Name binding is a concept that allows to say to a JAX-RS runtime that a specific filter or interceptor will be executed only for a specific resource method. When a filter or an interceptor is limited only to a specific resource method we say that it is name-bound. Filters and interceptors that do not have such a limitation are called global.
Filters or interceptors can be assigned to a resource method using the @NameBinding
annotation. This annotation is used as meta annotation for other user implemented annotations that are applied to a providers and resource methods. See the following example:
@NameBinding
@Retention(RetentionPolicy.RUNTIME)
public @interface Compress {}
The example above defines a new @Compress
annotation which is a name binding annotation as it is annotated with @NameBinding
. The @Compress
annotation can be used to bind filters and interceptor to endpoints.
Consider you have an interceptor that performs GZIP compression and you want to bind such interceptor to a resource method.

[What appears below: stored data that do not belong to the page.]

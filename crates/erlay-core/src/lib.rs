//! Erlay Core Types and Definitions
//!
//! This crate provides the foundational types shared by the Erlay layout
//! engine and its front ends. It includes:
//!
//! - **Schema**: Entities, fields and relationships handed over by a schema
//!   parser ([`schema`] module)
//! - **Geometry**: Basic geometric types ([`geometry`] module)

pub mod geometry;
pub mod schema;
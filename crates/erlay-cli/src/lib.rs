//! CLI logic for the Erlay layout tool.
//!
//! This module contains the core CLI logic: load a schema document and a
//! configuration, lay the schema out, and write a plain-text report.

pub mod document;
pub mod error;
pub mod report;

mod args;
mod config;

pub use args::Args;
pub use error::CliError;

use std::{fs, io::Write};

use log::info;

use erlay::LayoutBuilder;

use document::SchemaDocument;

/// Run the Erlay CLI application
///
/// This function lays out the schema document named by `args.input` and
/// writes the report to `args.output`, or to stdout when no output path is
/// given.
///
/// # Errors
///
/// Returns `CliError` for:
/// - File I/O errors
/// - Configuration loading errors
/// - Schema document errors
/// - Layout errors
pub fn run(args: &Args) -> Result<(), CliError> {
    info!(
        input_path = args.input,
        output_path:? = args.output;
        "Processing schema"
    );

    let app_config = config::load_config(args.config.as_ref())?;

    let document = SchemaDocument::load(&args.input)?;
    info!(
        entities = document.entities().len(),
        relationships = document.relationships().len();
        "Schema loaded"
    );

    let layout = LayoutBuilder::new(app_config)
        .layout(document.entities(), document.relationships())?;
    let text = report::render(&layout);

    match &args.output {
        Some(path) => {
            fs::write(path, text).map_err(|err| CliError::io(path, err))?;
            info!(output_file = path; "Report written");
        }
        None => {
            std::io::stdout()
                .lock()
                .write_all(text.as_bytes())
                .map_err(|err| CliError::io("<stdout>", err))?;
        }
    }

    Ok(())
}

To do it, annotate both the resource method and the interceptor, as following:
@Compress
public class GZIPWriterInterceptor implements WriterInterceptor {
@Override
public void aroundWriteTo(WriterInterceptorContext context)
throws IOException, WebApplicationException {
final OutputStream outputStream = context.getOutputStream();
context.setOutputStream(new GZIPOutputStream(outputStream));
context.proceed();
}
}
@Path("helloworld")
public class HelloWorldResource {
@GET
@Produces("text/plain")
public String getHello() {
return "Hello World!";
}
@GET
@Path("too-much-data")
@Compress
public String getVeryLongString() {
String str = ... // very long string
return str;
}
}
The @Compress
is applied on the resource method getVeryLongString()
and on the interceptor GZIPWriterInterceptor
. The interceptor will be executed only if any resource method with such a annotation will be executed.
In above example, the interceptor will be executed only for the getVeryLongString()
method. The interceptor will not be executed for method getHello()
. In this example the reason is probably clear. We would like to compress only long data and we do not need to compress the short response of "Hello World!"
.
Name binding can be applied on a resource class. In the example HelloWorldResource
would be annotated with @Compress
. This would mean that all resource methods will use compression in this case.
Note that global filters are executed always, so even for resource methods which have any name binding annotations.